Fortunately, tapping into some travel wisdom can help you avoid paying fees on the lowest airfare. Read on to see some of the sneaky costs that can ruin a bargain airfare — and get a few tips to save money on travel.
The cost of those cheap airline tickets will go up — substantially — if you need to make a change to your tickets. “American Airlines charges may range from $75 to $200 to change your ticket,” said Lee Huffman, who writes about travel and travel hacking on his website Bald Thoughts.
Meanwhile, Delta Air Lines charges $200 for domestic flights and between $200 and $500 for international travel. JetBlue charges anywhere from $75 to $150 based on the tier ticket you purchase. Hawaiian Airlines charges between $30 and $300, plus fare difference, depending on whether you’re flying to a neighboring island, the mainland or an international destination.
To avoid or minimize such fees, it pays to know your airline’s policy. For example, Huffman said you can avoid the American Airlines fee if you hold Executive Platinum elite status.

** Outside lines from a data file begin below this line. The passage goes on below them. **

//! Final forecast assembly.
//!
//! Combines the model forecast, accuracy report, and historical context
//! into the output contract: a connector point at the last actual, a
//! December uplift on late-December weeks, two-decimal rounding, and the
//! last eight non-zero weeks of history.

use chrono::{Datelike, Duration, NaiveDate};

use crate::config::ForecastConfig;
use crate::core::{
    AccuracyReport, ForecastEntry, ForecastResult, HistoricalEntry, IntervalForecast, WeeklySeries,
};
use crate::error::{ForecastError, Result};
use crate::utils::stats::round2;

/// Number of historical weeks returned for context.
const HISTORICAL_WEEKS: usize = 8;

/// Whether a week-ending date falls in the December 18-31 uplift window.
fn in_december_window(date: NaiveDate) -> bool {
    date.month() == 12 && (18..=31).contains(&date.day())
}

fn week_label(date: NaiveDate) -> String {
    date.format("%d %b").to_string()
}

/// Assemble the final forecast result.
///
/// The forecast array starts with a connector point equal to the last
/// known non-zero actual so a plotted line connects history and forecast
/// without a gap. The total sums all forecast point estimates, connector
/// included.
pub fn assemble(
    cleaned: &WeeklySeries,
    forecast: &IntervalForecast,
    accuracy: AccuracyReport,
    model_used: String,
    config: &ForecastConfig,
) -> Result<ForecastResult> {
    let last_date = cleaned.last_week_end().ok_or(ForecastError::EmptyData)?;
    let last_actual = cleaned.last_nonzero_value().unwrap_or(0.0);

    let mut entries = Vec::with_capacity(forecast.horizon() + 1);
    entries.push(ForecastEntry {
        week: week_label(last_date),
        sales: round2(last_actual),
        lower: round2(last_actual),
        upper: round2(last_actual),
    });

    for i in 0..forecast.horizon() {
        let date = last_date + Duration::weeks(i as i64 + 1);
        let uplift = if in_december_window(date) {
            config.december_uplift
        } else {
            1.0
        };
        entries.push(ForecastEntry {
            week: week_label(date),
            sales: round2(forecast.point[i] * uplift),
            lower: round2(forecast.lower[i] * uplift),
            upper: round2(forecast.upper[i] * uplift),
        });
    }

    let total_forecast = round2(entries.iter().map(|e| e.sales).sum());

    let historical: Vec<HistoricalEntry> = cleaned
        .nonzero_points()
        .iter()
        .rev()
        .take(HISTORICAL_WEEKS)
        .rev()
        .map(|(date, value)| HistoricalEntry {
            date: week_label(*date),
            sales: round2(*value),
        })
        .collect();

    Ok(ForecastResult {
        historical,
        forecast: entries,
        total_forecast,
        accuracy,
        model_used,
    })
}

Other airlines also offer ways to avoid these fees. Alaska Airlines offers free flight changes, so long as they’re requested 60 days out. United Airlines offers FareLock, which lets travelers who pay a service fee hold airfare for up to a week. And most airlines allow for free cancellations within 24 hours of booking time.
You can also fly Southwest Airlines, which does not charge a change fee. Also, consider getting airline ticket insurance. When purchased through an airline, this can protect you from absorbing the cost of a rescheduled flight. However, you still have to pay for the insurance.
Checked-bag fees start at between $25 and $35, and can go higher if your bag is heavier than 50 pounds, Huffman said. Fly round trip and expect to pay that fee twice.
To fly bags for free, you’ll need to:
- Qualify for elite status on some airlines
- Hold a competitive travel rewards credit card or loyalty card that offers the benefit
- Buy a business-class or first-class ticket
- Fly Southwest, which still allows customers to travel with two checked bags at no additional fee
As for carry-on bags, most major airlines still allow one per flier for free. However, a growing number of discount airlines have started to charge for carry-on luggage. Airlines that charge some version of this fee include Allegiant, Spirit and Frontier.
Printed Boarding Pass Fees
Do you prefer to print your boarding pass at the airport instead of at home? You might have to pay for the privilege. For example, Allegiant charges $5 for printing your boarding pass “at select domestic airport locations.”
To avoid the fee and cut your travel costs, check in and print your pass at home up to 24 hours before your flight. Allegiant also offers free mobile check-in via the airline’s app.
Meal and Snack Costs
Unless we’re in first class, most travelers no longer expect a meal when flying domestic. In addition, a “standard soft drink and bag of pretzels will most likely not be included either,” said Grainne Kelly, who worked for a long time in the travel industry and now is CEO and founder of BubbleBum, the world’s first inflatable booster seat.
“Plan ahead and pack yourself plenty of snacks and other food to tide you over until you reach your destination,” she said. She also reminded travelers that they can’t bring liquids through security, “so you’ll need to purchase them near your gate or onboard the flight.”
If you don’t want to pay for water, you can carry an empty bottle through security and fill it at a water fountain before boarding.
Seat Upgrade Fees
Many discount carriers do not offer seat assignments, but instead operate on a first-come, first-serve basis, said Kelly. “Plan to be at the gate early to queue up for a decent seat next to your family or travel companion,” she said.
On many other airlines, you’ll have to pay if you want a specific seat. For example, JetBlue charges extra for what it calls Even More Space seats and Delta charges for Delta Comfort+. Even Southwest — which doesn’t assign seats — charges $15 for an early boarding pass.
What’s a traveler to do? Some airlines are trying to curb fliers’ dread over the middle seat. Frontier installed wider middle seats in its Airbus A319 and A320 models.